Rede von Wolfgang Neskovic,

Die Europäische Einigung stößt im Bundesdeutschen Grundgesetz auf eine Grenze. Das stellte das Bundesverfassungsgericht in seiner Lissabon-Entscheidung fest. Kernbefugnisse des Staates müssen also auf der nationalen Ebene verbleiben. Dazu gehört auch das Strafrecht. Die politische Mehrheit schert das wenig. Im Bundestag ist nun eine Vorlage in der Beratung mit der ein Stück europäisches Strafrecht durch die Hintertür eingeführt werden soll.

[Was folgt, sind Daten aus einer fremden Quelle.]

//! Migration CLI tool.

use sea_orm_migration::prelude::*;

#[tokio::main]
async fn main() {
    dotenvy::dotenv().ok();

    tracing_subscriber::fmt().with_env_filter("info").init();

    cli::run_cli(migration::Migrator).await;
}
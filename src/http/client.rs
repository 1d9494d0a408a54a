use super::error::HttpError;
use super::request::Headers;
use crate::{Error, Result};
use bytes::{Buf, Bytes, BytesMut};
use http::Method;
use std::net::SocketAddr;
use std::time::Duration;
use tokio::io::{AsyncReadExt, AsyncWriteExt};
use tokio::net::TcpStream;
use tokio::time::timeout;

const MAX_RESPONSE_HEADERS: usize = 64;

/// A response as seen by [`HttpClient`]
#[derive(Debug, Clone)]
pub struct ClientResponse {
    pub status: u16,
    pub reason: String,
    pub headers: Headers,
    pub body: Bytes,
}

impl ClientResponse {
    pub fn header(&self, name: &str) -> Option<&str> {
        self.headers.get(name)
    }

    pub fn content_type(&self) -> &str {
        self.header("content-type").unwrap_or_default()
    }

    pub fn text(&self) -> String {
        String::from_utf8_lossy(&self.body).into_owned()
    }

    pub fn json(&self) -> Result<serde_json::Value> {
        serde_json::from_slice(&self.body).map_err(|e| {
            Error::Http(HttpError::Malformed(format!("Response body is not JSON: {e}")))
        })
    }
}

/// Minimal keep-alive HTTP/1.1 client
///
/// Used to drive the server from tests and benchmarks; requests on one
/// client are sent over a single connection.
///
/// ```no_run
/// use echobin::HttpClient;
///
/// #[tokio::main]
/// async fn main() -> Result<(), Box<dyn std::error::Error>> {
///     let mut client = HttpClient::connect("127.0.0.1:8080".parse()?).await?;
///     let response = client.get("/uuid").await?;
///     println!("{} {}", response.status, response.text());
///     Ok(())
/// }
/// ```
pub struct HttpClient {
    stream: TcpStream,
    addr: SocketAddr,
    buffer: BytesMut,
    timeout: Duration,
}

impl HttpClient {
    pub async fn connect(addr: SocketAddr) -> Result<Self> {
        let stream = timeout(Duration::from_secs(10), TcpStream::connect(addr))
            .await
            .map_err(|_| Error::Timeout("Connection timeout".to_string()))??;
        Ok(Self {
            stream,
            addr,
            buffer: BytesMut::with_capacity(8192),
            timeout: Duration::from_secs(30),
        })
    }

    /// Sets how long to wait for each response
    pub fn with_timeout(mut self, timeout: Duration) -> Self {
        self.timeout = timeout;
        self
    }

    pub async fn get(&mut self, target: &str) -> Result<ClientResponse> {
        self.request(Method::GET, target, &[], &[]).await
    }

    pub async fn request(
        &mut self,
        method: Method,
        target: &str,
        headers: &[(&str, &str)],
        body: &[u8],
    ) -> Result<ClientResponse> {
        let mut head = format!("{method} {target} HTTP/1.1\r\n");
        if !headers.iter().any(|(name, _)| name.eq_ignore_ascii_case("host")) {
            head.push_str(&format!("Host: {}\r\n", self.addr));
        }
        for (name, value) in headers {
            head.push_str(&format!("{name}: {value}\r\n"));
        }
        if !body.is_empty() || [Method::POST, Method::PUT, Method::PATCH].contains(&method) {
            head.push_str(&format!("Content-Length: {}\r\n", body.len()));
        }
        head.push_str("\r\n");

        let mut raw = head.into_bytes();
        raw.extend_from_slice(body);
        self.send_raw(&raw).await?;
        self.read_response(method == Method::HEAD).await
    }

    /// Writes bytes to the connection as-is
    pub async fn send_raw(&mut self, raw: &[u8]) -> Result<()> {
        timeout(self.timeout, self.stream.write_all(raw))
            .await
            .map_err(|_| Error::Timeout("Write timeout".to_string()))??;
        self.stream.flush().await?;
        Ok(())
    }

    /// Reads the next complete response from the connection
    pub async fn read_response(&mut self, head_only: bool) -> Result<ClientResponse> {
        timeout(self.timeout, self.read_response_inner(head_only))
            .await
            .map_err(|_| Error::Timeout("Response timeout".to_string()))?
    }

    async fn read_response_inner(&mut self, head_only: bool) -> Result<ClientResponse> {
        loop {
            if let Some((head_len, status, reason, headers)) = parse_head(&self.buffer)? {
                let no_body = head_only
                    || (100..200).contains(&status)
                    || status == 204
                    || status == 304;
                let length = match headers.get("content-length") {
                    _ if no_body => Some(0),
                    Some(value) => Some(value.trim().parse::<usize>().map_err(|_| {
                        let detail = format!("Invalid Content-Length: {value}");
                        Error::Http(HttpError::Malformed(detail))
                    })?),
                    None => None,
                };

                let body = match length {
                    Some(length) => {
                        while self.buffer.len() < head_len + length {
                            self.fill().await?;
                        }
                        self.buffer.advance(head_len);
                        self.buffer.split_to(length).freeze()
                    }
                    // Body delimited by connection close.
                    None => {
                        while self.fill_or_eof().await? {}
                        self.buffer.advance(head_len);
                        self.buffer.split().freeze()
                    }
                };

                return Ok(ClientResponse {
                    status,
                    reason,
                    headers,
                    body,
                });
            }
            self.fill().await?;
        }
    }

    async fn fill(&mut self) -> Result<()> {
        if self.fill_or_eof().await? {
            Ok(())
        } else {
            Err(Error::Io(std::io::Error::new(
                std::io::ErrorKind::UnexpectedEof,
                "connection closed before response was complete",
            )))
        }
    }

    /// Reads more bytes; returns `false` at end of stream
    async fn fill_or_eof(&mut self) -> Result<bool> {
        let n = self.stream.read_buf(&mut self.buffer).await?;
        Ok(n > 0)
    }

    /// Waits until the server closes the connection
    ///
    /// Returns `true` if the connection was closed without further data.
    pub async fn closed_by_server(&mut self) -> Result<bool> {
        let n = timeout(self.timeout, self.stream.read_buf(&mut self.buffer))
            .await
            .map_err(|_| Error::Timeout("Connection still open".to_string()))??;
        Ok(n == 0)
    }
}

type ParsedHead = (usize, u16, String, Headers);

fn parse_head(buffer: &[u8]) -> Result<Option<ParsedHead>> {
    let mut header_buf = [httparse::EMPTY_HEADER; MAX_RESPONSE_HEADERS];
    let mut response = httparse::Response::new(&mut header_buf);
    match response.parse(buffer) {
        Ok(httparse::Status::Complete(len)) => {
            let mut headers = Headers::new();
            for header in response.headers.iter() {
                headers.push(header.name, String::from_utf8_lossy(header.value).into_owned());
            }
            Ok(Some((
                len,
                response.code.unwrap_or_default(),
                response.reason.unwrap_or_default().to_string(),
                headers,
            )))
        }
        Ok(httparse::Status::Partial) => Ok(None),
        Err(e) => Err(Error::Http(HttpError::Malformed(format!(
            "Failed to parse response head: {e}"
        )))),
    }
}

Sehr geehrter Herr Präsident, meine sehr verehrten Damen und Herren, sehr geehrte Frau Ministerin Leutheusser-Schnarrenberger,


mit dem vorliegenden Gesetzentwurf will die Bundesregierung einen Rahmenbeschluss über die Anwendung des Grundsatzes der gegenseitigen Anerkennung von Geldstrafen und Geldbußen umsetzen. Sie hat sich mit dieser Umsetzung nach Ablauf der Umsetzungsfrist drei Jahre Zeit gelassen. Das ist kein Grund zur Kritik. Sie hätte sich noch viel mehr Zeit nehmen sollen. Am Besten bis zum St. Nimmerleinstag.


Das Vorhaben ist erheblichen verfassungsrechtlichen Bedenken ausgesetzt. Es widerspricht den Prinzipien von Rechtstaatlichkeit und Demokratie, die in Artikel 20 der Verfassung genannt werden. Es widerspricht damit Prinzipien, die der Ewigkeitsgarantie des Artikels 79 Absatz 3 des Grundgesetzes unterfallen, weil sie gegen alle Änderungen der Nachgeborenen vor Veränderungen geschützt sind.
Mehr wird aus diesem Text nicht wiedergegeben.